If you’re after a more specialized tint for specific kinds of fishing, or as a secondary pair for early and late in the day, move toward either red or yellow—rose and amber—lenses with very high VLTs in the 20-40% range. You might feel more eye strain in bright conditions, but you’ll simply see more, and sometimes the high stakes of sight-fishing are worth it. For example, in his home range of the Florida Keys and Belize, flats jedi Captain Bruce Chard uses a bright yellow lens “all day, every day” for his clear-water, white-bottom flats fishing.

“I tell my anglers to bring a pair of Smith Low-Light Ignitors,” he says. “When the clouds roll over, you are still allowing in mega light and get great contrast with fish against the bottom.”

On the other end is Captain John Mauser, who hunts redfish in the often-murky waters of inshore North Carolina. He recommends his clients bring rose-tinted glasses, and not just because he’s an optimist.

“It’s just like how orange shooting glasses help a shooter focus on an orange clay against a blue sky,” he says. “Redfish visually pop against the dark bottom.”


Each major manufacturer offers a staggering variety of frame styles, and not all lens colors are available in all styles. Start at your local shop, and ignore lens colors at first—try on frames until you determine which ones fit your face. Each frame has a different size/fit, rather than each style being available in multiple sizes.

When you’re spending this much money on glasses, it’s understandable that you want them to look good. But avoid trendy styles like aviators or any with square frame shapes that leave your periphery unprotected and allow glittery glare to leak in at the edge of your vision. Stick with frames that have large coverage, wrap your face, and have thick temples to block any sideways light but still allow some ventilation to avoid fogging. They should be lightweight, not touch your eyelashes, not pinch or hurt your nose or ears, and stay on your head at all angles.

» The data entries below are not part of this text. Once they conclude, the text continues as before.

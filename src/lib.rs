//! RubricXpert Desktop - Rust Backend Library
//!
//! This library provides the core backend functionality for the RubricXpert
//! desktop application. It includes:
//! - Tauri command handlers for frontend IPC
//! - The feedback parser normalizing the grading service's responses
//! - The upload/submit state machine and result session
//! - Storage layer (JSON config) and the grading service HTTP client

pub mod commands;
pub mod models;
pub mod services;
pub mod state;
pub mod storage;
pub mod utils;

// Re-export commonly used items from commands
pub use commands::{
    // Init commands
    init_app, get_version,
    // Health commands
    get_health,
    // Settings commands
    get_settings, update_settings,
    // Upload/analysis commands
    select_essay_file, select_rubric_file, get_upload_state, get_analysis_progress, analyze_essay,
    // Results commands
    get_analysis_result, clear_analysis_result,
    // Chat commands
    send_chat_message, get_chat_history,
};
pub use models::feedback::{AnalysisResult, ChatMessage, Criterion, ParsedFeedback, RawFeedback};
pub use models::response::*;
pub use models::settings::{AppConfig, SettingsUpdate};
pub use services::parser::FeedbackParser;
pub use state::AppState;
pub use utils::error::{AppError, AppResult};
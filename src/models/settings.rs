//! Settings Models
//!
//! Application configuration and settings data structures.
//! The grading endpoints and the score scale are deliberately
//! configuration rather than constants baked into the code.

use serde::{Deserialize, Serialize};

/// Application configuration stored in config.json
#[derive(Debug, Clone, Serialize, Deserialize)]
pub struct AppConfig {
    /// Analysis endpoint (multipart essay + rubric upload)
    #[serde(default = "default_analyze_url")]
    pub analyze_url: String,
    /// Clarification chat endpoint
    #[serde(default = "default_chat_url")]
    pub chat_url: String,
    /// Upper bound of the grading service's per-entry score scale in
    /// structured responses. Per-entry scores are mapped to 0-100 by
    /// multiplying with `100 / score_scale_max`.
    #[serde(default = "default_score_scale_max")]
    pub score_scale_max: f64,
    /// Timeout applied to each request to the grading service
    #[serde(default = "default_request_timeout_secs")]
    pub request_timeout_secs: u64,
}

fn default_analyze_url() -> String {
    "http://127.0.0.1:5000/analyze".to_string()
}

fn default_chat_url() -> String {
    "http://127.0.0.1:5000/chat".to_string()
}

fn default_score_scale_max() -> f64 {
    4.0
}

fn default_request_timeout_secs() -> u64 {
    120
}

impl Default for AppConfig {
    fn default() -> Self {
        Self {
            analyze_url: default_analyze_url(),
            chat_url: default_chat_url(),
            score_scale_max: default_score_scale_max(),
            request_timeout_secs: default_request_timeout_secs(),
        }
    }
}

/// Settings update request (partial update)
#[derive(Debug, Clone, Serialize, Deserialize, Default)]
pub struct SettingsUpdate {
    pub analyze_url: Option<String>,
    pub chat_url: Option<String>,
    pub score_scale_max: Option<f64>,
    pub request_timeout_secs: Option<u64>,
}

impl AppConfig {
    /// Apply a partial update to the configuration
    pub fn apply_update(&mut self, update: SettingsUpdate) {
        if let Some(url) = update.analyze_url {
            self.analyze_url = url;
        }
        if let Some(url) = update.chat_url {
            self.chat_url = url;
        }
        if let Some(scale) = update.score_scale_max {
            self.score_scale_max = scale;
        }
        if let Some(timeout) = update.request_timeout_secs {
            self.request_timeout_secs = timeout;
        }
    }

    /// Validate the configuration, returning an error message on the
    /// first invalid field
    pub fn validate(&self) -> Result<(), String> {
        if !self.analyze_url.starts_with("http://") && !self.analyze_url.starts_with("https://") {
            return Err(format!("Invalid analyze URL: {}", self.analyze_url));
        }
        if !self.chat_url.starts_with("http://") && !self.chat_url.starts_with("https://") {
            return Err(format!("Invalid chat URL: {}", self.chat_url));
        }
        if !self.score_scale_max.is_finite() || self.score_scale_max <= 0.0 {
            return Err(format!(
                "Score scale max must be positive, got {}",
                self.score_scale_max
            ));
        }
        if self.request_timeout_secs == 0 {
            return Err("Request timeout must be at least 1 second".to_string());
        }
        Ok(())
    }
}
//! JSON Configuration Management
//!
//! Handles reading and writing the application configuration file.

use std::fs;
use std::path::PathBuf;

use crate::models::settings::{AppConfig, SettingsUpdate};
use crate::utils::error::{AppError, AppResult};
use crate::utils::paths::{config_path, ensure_rubricxpert_dir};

/// Configuration service for managing app settings
#[derive(Debug)]
pub struct ConfigService {
    config_path: PathBuf,
    config: AppConfig,
}

impl ConfigService {
    /// Create a new config service, loading existing config or creating defaults
    pub fn new() -> AppResult<Self> {
        // Ensure the config directory exists
        ensure_rubricxpert_dir()?;

        let config_path = config_path()?;
        let config = if config_path.exists() {
            Self::load_from_file(&config_path)?
        } else {
            let default_config = AppConfig::default();
            Self::save_to_file(&config_path, &default_config)?;
            default_config
        };

        Ok(Self {
            config_path,
            config,
        })
    }

    /// Load configuration from a file
    fn load_from_file(path: &PathBuf) -> AppResult<AppConfig> {
        let content = fs::read_to_string(path)?;
        let config: AppConfig = serde_json::from_str(&content)?;
        config.validate().map_err(AppError::validation)?;
        Ok(config)
    }

    /// Save configuration to a file with pretty formatting
    fn save_to_file(path: &PathBuf, config: &AppConfig) -> AppResult<()> {
        config.validate().map_err(AppError::validation)?;
        let content = serde_json::to_string_pretty(config)?;
        fs::write(path, content)?;
        Ok(())
    }

    /// Get the current configuration
    pub fn get_config(&self) -> &AppConfig {
        &self.config
    }

    /// Get a clone of the current configuration
    pub fn get_config_clone(&self) -> AppConfig {
        self.config.clone()
    }

    /// Update the configuration with a partial update
    pub fn update_config(&mut self, update: SettingsUpdate) -> AppResult<AppConfig> {
        self.config.apply_update(update);
        self.save()?;
        Ok(self.config.clone())
    }

    /// Save the current configuration to disk
    pub fn save(&self) -> AppResult<()> {
        Self::save_to_file(&self.config_path, &self.config)
    }

    /// Reset configuration to defaults
    pub fn reset(&mut self) -> AppResult<()> {
        self.config = AppConfig::default();
        self.save()?;
        Ok(())
    }

    /// Check if the config service is healthy
    pub fn is_healthy(&self) -> bool {
        self.config_path.exists() && self.config.validate().is_ok()
    }
}

#[cfg(test)]
mod tests {
    use super::*;

    fn service_at(dir: &tempfile::TempDir) -> ConfigService {
        let path = dir.path().join("config.json");
        let config = AppConfig::default();
        ConfigService::save_to_file(&path, &config).unwrap();
        ConfigService {
            config_path: path,
            config,
        }
    }

    #[test]
    fn test_save_and_load_round_trip() {
        let temp_dir = tempfile::tempdir().unwrap();
        let path = temp_dir.path().join("config.json");
        let config = AppConfig::default();

        ConfigService::save_to_file(&path, &config).unwrap();
        assert!(path.exists());

        let loaded = ConfigService::load_from_file(&path).unwrap();
        assert_eq!(loaded.analyze_url, config.analyze_url);
        assert_eq!(loaded.score_scale_max, config.score_scale_max);
    }

    #[test]
    fn test_load_rejects_invalid_config() {
        let temp_dir = tempfile::tempdir().unwrap();
        let path = temp_dir.path().join("config.json");
        fs::write(&path, r#"{"analyze_url": "not-a-url"}"#).unwrap();

        assert!(ConfigService::load_from_file(&path).is_err());
    }

    #[test]
    fn test_config_update_persists() {
        let temp_dir = tempfile::tempdir().unwrap();
        let mut service = service_at(&temp_dir);

        let update = SettingsUpdate {
            chat_url: Some("https://grader.example.com/chat".to_string()),
            ..Default::default()
        };
        let updated = service.update_config(update).unwrap();
        assert_eq!(updated.chat_url, "https://grader.example.com/chat");

        let reloaded = ConfigService::load_from_file(&service.config_path).unwrap();
        assert_eq!(reloaded.chat_url, "https://grader.example.com/chat");
    }

    #[test]
    fn test_reset_restores_defaults() {
        let temp_dir = tempfile::tempdir().unwrap();
        let mut service = service_at(&temp_dir);

        service
            .update_config(SettingsUpdate {
                score_scale_max: Some(10.0),
                ..Default::default()
            })
            .unwrap();
        service.reset().unwrap();

        assert_eq!(service.get_config().score_scale_max, 4.0);
    }

    #[test]
    fn test_is_healthy() {
        let temp_dir = tempfile::tempdir().unwrap();
        let service = service_at(&temp_dir);
        assert!(service.is_healthy());
    }
}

Once you know what size you need, filter those models by lens color. Ask the salesperson if you can step outside with a few colors to get a better sense of how they look and feel to your eyes. If you’re really lucky and there’s a river or pond near the shop, see which ones seem to best help you resolve details of the bottom. Keep in mind that the angle of the sun can impact how much glare exists and how well it can be filtered.

Eventually, you’ll find a nice bite-sized selection of options—though the shop might not have them in stock. There are just so many possible combinations, and very few fly shops are able carry anything close to a full lineup.

Resist the temptation to buy an on-hand pair of glasses in a frame or lens color that’s not exactly right. Instead, have the shop order the right ones in. You’ll be glad you did when you put them on and truly see your home water for the first time.